- Opening Delimiter -

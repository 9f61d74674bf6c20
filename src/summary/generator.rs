use super::decode::{decode_model_reply, marker_from_entry};
use super::SummaryResult;
use crate::llm::TextModel;
use crate::transcript::TimestampEntry;
use crate::video::VideoContext;
use tracing::{debug, info, warn};

/// JSON shape the model is asked to produce.
const RESPONSE_SCHEMA: &str = r#"{
  "summary": "A comprehensive 2-3 paragraph summary of the main content and key points discussed in the video",
  "keyPoints": ["Point 1", "Point 2", "Point 3", "Point 4", "Point 5"],
  "topics": ["Topic 1", "Topic 2", "Topic 3"],
  "videoStructure": "Overview of how the video is organized (introduction, main sections, conclusion)",
  "keyTakeaways": ["Takeaway 1", "Takeaway 2", "Takeaway 3"],
  "detailedTimestamps": [
    {
      "time": "00:00",
      "title": "Introduction",
      "description": "What happens in this section"
    }
  ]
}"#;

const GUIDELINES: &str = "IMPORTANT GUIDELINES:
1. Base your analysis on the actual transcript/content provided, not just the title
2. If transcript is short or unavailable, use the description and other available information
3. Extract meaningful timestamps that highlight key moments
4. Focus on the actual content discussed, not just metadata
5. Provide actionable insights and key learnings
6. Structure the response in a way that helps viewers understand the video efficiently

Respond only with valid JSON.";

/// Turns resolved context into a structured summary via the configured
/// model, degrading to a locally built summary when the model cannot
/// be reached. Generation never fails.
pub struct SummaryGenerator {
    model: Option<Box<dyn TextModel>>,
    transcript_char_budget: usize,
}

impl SummaryGenerator {
    /// `model` is None when no usable model credential exists; every
    /// request then takes the local fallback path.
    pub fn new(model: Option<Box<dyn TextModel>>, transcript_char_budget: usize) -> Self {
        Self {
            model,
            transcript_char_budget,
        }
    }

    pub async fn generate(
        &self,
        video: &VideoContext,
        transcript: &str,
        timestamps: &[TimestampEntry],
    ) -> SummaryResult {
        let model = match self.model.as_ref() {
            Some(model) => model,
            None => {
                warn!("🚫 No model configured, using local fallback summary");
                return local_fallback_summary(video, timestamps);
            }
        };

        let prompt = build_prompt(video, transcript, timestamps, self.transcript_char_budget);
        info!("🤖 Requesting summary from {:?}", model.provider());

        match model.generate(&prompt).await {
            Ok(reply) => {
                debug!(
                    "Model replied with {} chars (tokens: {:?})",
                    reply.text.chars().count(),
                    reply.tokens_used
                );
                decode_model_reply(&reply.text, timestamps)
            }
            Err(e) => {
                warn!("❌ Model request failed: {}, using local fallback summary", e);
                local_fallback_summary(video, timestamps)
            }
        }
    }
}

/// Deterministic prompt assembly. The transcript is clipped to the
/// configured budget so request size stays bounded.
pub(crate) fn build_prompt(
    video: &VideoContext,
    transcript: &str,
    timestamps: &[TimestampEntry],
    transcript_char_budget: usize,
) -> String {
    let duration = if video.duration.is_empty() {
        "Unknown"
    } else {
        video.duration.as_str()
    };

    let timestamp_lines = timestamps
        .iter()
        .map(|t| format!("{} - {}", t.time, t.text))
        .collect::<Vec<_>>()
        .join("\n");

    let mut prompt = format!(
        "You are an expert video analyst. Analyze this YouTube video and provide a comprehensive summary.\n\n\
        VIDEO INFORMATION:\n\
        Title: {}\n\
        Channel: {}\n\
        Duration: {}\n\
        URL: {}\n\n\
        VIDEO TRANSCRIPT/CONTENT:\n{}\n\n\
        AVAILABLE TIMESTAMPS:\n{}\n\n\
        Please provide a detailed analysis in the following JSON format:\n\n",
        video.title,
        video.channel_name,
        duration,
        video.watch_url(),
        clip_transcript(transcript, transcript_char_budget),
        timestamp_lines
    );
    prompt.push_str(RESPONSE_SCHEMA);
    prompt.push_str("\n\n");
    prompt.push_str(GUIDELINES);
    prompt
}

fn clip_transcript(transcript: &str, budget: usize) -> String {
    if transcript.chars().count() <= budget {
        return transcript.to_string();
    }
    let mut clipped: String = transcript.chars().take(budget).collect();
    clipped.push_str("...");
    clipped
}

/// Summary built purely from local metadata, for when the model call
/// itself fails. Extracted timestamps stand in for the model's section
/// markers. Always renderable.
pub(crate) fn local_fallback_summary(
    video: &VideoContext,
    timestamps: &[TimestampEntry],
) -> SummaryResult {
    let title = if video.title.is_empty() {
        "this video"
    } else {
        video.title.as_str()
    };
    let channel = if video.channel_name.is_empty() {
        "an unknown channel"
    } else {
        video.channel_name.as_str()
    };
    let duration = if video.duration.is_empty() {
        "unknown"
    } else {
        video.duration.as_str()
    };

    SummaryResult {
        summary: format!(
            "The language model could not be reached, so this is a local overview. \
            \"{}\" is a video from {} (duration: {}). Retry once model access is \
            available for a full AI-generated analysis.",
            title, channel, duration
        ),
        key_points: vec![
            "AI summary unavailable for this request".to_string(),
            "Video metadata was used instead of the transcript".to_string(),
            "Retry to attempt a full analysis".to_string(),
        ],
        topics: vec!["General".to_string()],
        video_structure: "Not analyzed".to_string(),
        key_takeaways: vec!["Retry for a full AI analysis".to_string()],
        detailed_timestamps: timestamps.iter().map(marker_from_entry).collect(),
    }
}

#[cfg(test)]
mod tests {
    use super::*;
    use crate::error::{Result, SummarizerError};
    use crate::llm::{ModelProvider, ModelReply};
    use crate::transcript::TimestampExtractor;
    use async_trait::async_trait;

    struct CannedModel {
        reply: Option<String>,
    }

    #[async_trait]
    impl TextModel for CannedModel {
        async fn generate(&self, _prompt: &str) -> Result<ModelReply> {
            match &self.reply {
                Some(text) => Ok(ModelReply {
                    text: text.clone(),
                    tokens_used: Some(42),
                }),
                None => Err(SummarizerError::EmptyModelResponse),
            }
        }

        fn provider(&self) -> ModelProvider {
            ModelProvider::Gemini
        }
    }

    fn video() -> VideoContext {
        VideoContext {
            id: "abc123def45".to_string(),
            title: "Borrow Checker Explained".to_string(),
            channel_name: "Systems Weekly".to_string(),
            duration: "12:34".to_string(),
            ..VideoContext::default()
        }
    }

    #[test]
    fn test_prompt_embeds_context_and_schema() {
        let extractor = TimestampExtractor::new(30, 10).unwrap();
        let timestamps = extractor.extract("[1:05] intro to the topic of testing");

        let prompt = build_prompt(&video(), "the transcript body", &timestamps, 4000);

        assert!(prompt.contains("Title: Borrow Checker Explained"));
        assert!(prompt.contains("Channel: Systems Weekly"));
        assert!(prompt.contains("Duration: 12:34"));
        assert!(prompt.contains("URL: https://www.youtube.com/watch?v=abc123def45"));
        assert!(prompt.contains("the transcript body"));
        assert!(prompt.contains("65 - intro to the topic of testing"));
        assert!(prompt.contains("\"detailedTimestamps\""));
        assert!(prompt.ends_with("Respond only with valid JSON."));
    }

    #[test]
    fn test_prompt_clips_transcript_to_budget() {
        let transcript = "x".repeat(10_000);
        let prompt = build_prompt(&video(), &transcript, &[], 4000);

        assert!(prompt.contains(&"x".repeat(4000)));
        assert!(!prompt.contains(&"x".repeat(4001)));
    }

    #[tokio::test]
    async fn test_failing_model_yields_local_fallback() {
        let generator = SummaryGenerator::new(Some(Box::new(CannedModel { reply: None })), 4000);
        let extractor = TimestampExtractor::new(30, 10).unwrap();
        let timestamps = extractor.extract("[1:05] intro to the topic of testing");

        let result = generator.generate(&video(), "transcript", &timestamps).await;

        assert!(result.summary.contains("Borrow Checker Explained"));
        assert!(!result.key_points.is_empty());
        assert_eq!(result.topics, vec!["General"]);
        // Extracted timestamps still reach the payload without a model.
        assert_eq!(result.detailed_timestamps.len(), 1);
        assert_eq!(result.detailed_timestamps[0].time, "1:05");
    }

    #[tokio::test]
    async fn test_missing_model_yields_local_fallback() {
        let generator = SummaryGenerator::new(None, 4000);

        let result = generator.generate(&video(), "transcript", &[]).await;

        assert!(result.summary.contains("Borrow Checker Explained"));
        assert_eq!(result.topics, vec!["General"]);
    }

    #[tokio::test]
    async fn test_json_reply_is_decoded() {
        let reply = r#"{"summary": "Tight walkthrough.", "keyPoints": ["a"], "topics": ["Rust"]}"#;
        let generator = SummaryGenerator::new(
            Some(Box::new(CannedModel {
                reply: Some(reply.to_string()),
            })),
            4000,
        );

        let result = generator.generate(&video(), "transcript", &[]).await;

        assert_eq!(result.summary, "Tight walkthrough.");
        assert_eq!(result.topics, vec!["Rust"]);
    }

    #[tokio::test]
    async fn test_prose_reply_takes_heuristic_path() {
        let generator = SummaryGenerator::new(
            Some(Box::new(CannedModel {
                reply: Some("A plain prose answer about the video.".to_string()),
            })),
            4000,
        );

        let result = generator.generate(&video(), "transcript", &[]).await;

        assert_eq!(result.video_structure, "Content analyzed from transcript");
        assert_eq!(result.summary, "A plain prose answer about the video.");
    }
}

- Closing Delimiter -

* [Required work]
Which lines above hold the string "just"? Copy every one of them.

* [Exercise output]
1. Base your analysis on the actual transcript/content provided, not just the title
4. Focus on the actual content discussed, not just metadata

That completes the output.